I do love Christmas music playing in the stores and enjoy singing along as I do my shopping, that is grocery shopping. I have not been to the big mall one time this season! Most of my Christmas shopping as been online, smaller Mom-n-Pop stores, and of course The Alliday Show. Gift cards are the bulk of my presents this year too. A isn't coming home for Christmas this year and as of today have still not put anything in the mail to her. I'm so bad.
Since before Thanksgiving and my knee surgery I've been off, real off.
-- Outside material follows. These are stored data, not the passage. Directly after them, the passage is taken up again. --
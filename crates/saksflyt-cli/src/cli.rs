//! CLI command definitions and argument parsing.

use clap::{Parser, Subcommand};

/// Saksflyt CLI - Work case tasks and their question graphs.
#[derive(Debug, Parser)]
#[command(name = "saksflyt")]
#[command(version, about, long_about = None)]
pub struct Cli {
    /// Output format
    #[arg(short, long, value_enum, global = true)]
    pub format: Option<CliFormat>,

    /// Disable colored output
    #[arg(long, global = true)]
    pub no_color: bool,

    /// Configuration file path
    #[arg(short, long, global = true, env = "SAKSFLYT_CONFIG")]
    pub config: Option<String>,

    #[command(subcommand)]
    pub command: Command,
}

/// Output format options.
#[derive(Debug, Clone, Copy, clap::ValueEnum)]
pub enum CliFormat {
    /// Table format (default)
    Table,
    /// JSON format
    Json,
    /// Quiet format (IDs only)
    Quiet,
}

/// CLI commands.
#[derive(Debug, Subcommand)]
pub enum Command {
    /// Create the configuration file and database schema
    Init,

    /// Create the example case (eligible -> age -> income) as a new oppgave
    Demo(DemoArgs),

    /// List all oppgaver
    List,

    /// Show an oppgave with its steps
    Show(OppgaveArgs),

    /// Answer a step by its key
    Answer(AnswerArgs),

    /// Assign the oppgave to a case worker
    Assign(ActorArgs),

    /// Send the finished proposal to control
    SendToControl(OppgaveArgs),

    /// Assign the oppgave to a controller
    AssignControl(ActorArgs),

    /// Approve the proposal; closes the case
    Approve(OppgaveArgs),

    /// Send the proposal back for rework
    SendBack(OppgaveArgs),

    /// Withdraw the current assignment
    Withdraw(OppgaveArgs),

    /// Cancel the oppgave
    Cancel(CancelArgs),

    /// Show the transition log
    Log(OppgaveArgs),

    /// Add or remove a label
    Label(LabelArgs),
}

/// Arguments for the demo command.
#[derive(Debug, Parser)]
pub struct DemoArgs {
    /// Person the case concerns
    #[arg(short, long, default_value = "12345678901")]
    pub person: String,
}

/// Arguments naming a single oppgave.
#[derive(Debug, Parser)]
pub struct OppgaveArgs {
    /// Oppgave ID
    pub oppgave: String,
}

/// Arguments for the answer command.
#[derive(Debug, Parser)]
pub struct AnswerArgs {
    /// Oppgave ID
    pub oppgave: String,

    /// Logical step key
    pub key: String,

    /// Value (true/false/ja/nei, integer, decimal, YYYY-MM-DD or text)
    pub value: String,

    /// Actor recorded in the provenance
    #[arg(short, long, env = "SAKSFLYT_ACTOR")]
    pub actor: String,

    /// Justification recorded in the provenance
    #[arg(short, long)]
    pub reason: String,
}

/// Arguments for assignment commands.
#[derive(Debug, Parser)]
pub struct ActorArgs {
    /// Oppgave ID
    pub oppgave: String,

    /// Actor taking the oppgave
    #[arg(short, long, env = "SAKSFLYT_ACTOR")]
    pub actor: String,
}

/// Arguments for the cancel command.
#[derive(Debug, Parser)]
pub struct CancelArgs {
    /// Oppgave ID
    pub oppgave: String,

    /// Reason code
    #[arg(short, long)]
    pub reason: String,
}

/// Arguments for the label command.
#[derive(Debug, Parser)]
pub struct LabelArgs {
    /// Oppgave ID
    pub oppgave: String,

    /// Label name
    pub label: String,

    /// Remove instead of add
    #[arg(long)]
    pub remove: bool,
}

impl From<CliFormat> for crate::config::OutputFormat {
    fn from(format: CliFormat) -> Self {
        match format {
            CliFormat::Table => crate::config::OutputFormat::Table,
            CliFormat::Json => crate::config::OutputFormat::Json,
            CliFormat::Quiet => crate::config::OutputFormat::Quiet,
        }
    }
}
The holidays seem to have just flown by and left me no time to think. Didn't help we had our HUGE party and then The Alliday Show to occupy most of my time. Next year, no party and I'm going to actually do Christmas cards again. For years I had my cards ready before Thanksgiving, and sent tons of them. The past couple of years the task has fallen by the wayside. This is just not like me but I can't seem to get motivated. Oh I can't let the dreary season called winter to get hold of me.
Jingle bells, jingle bells...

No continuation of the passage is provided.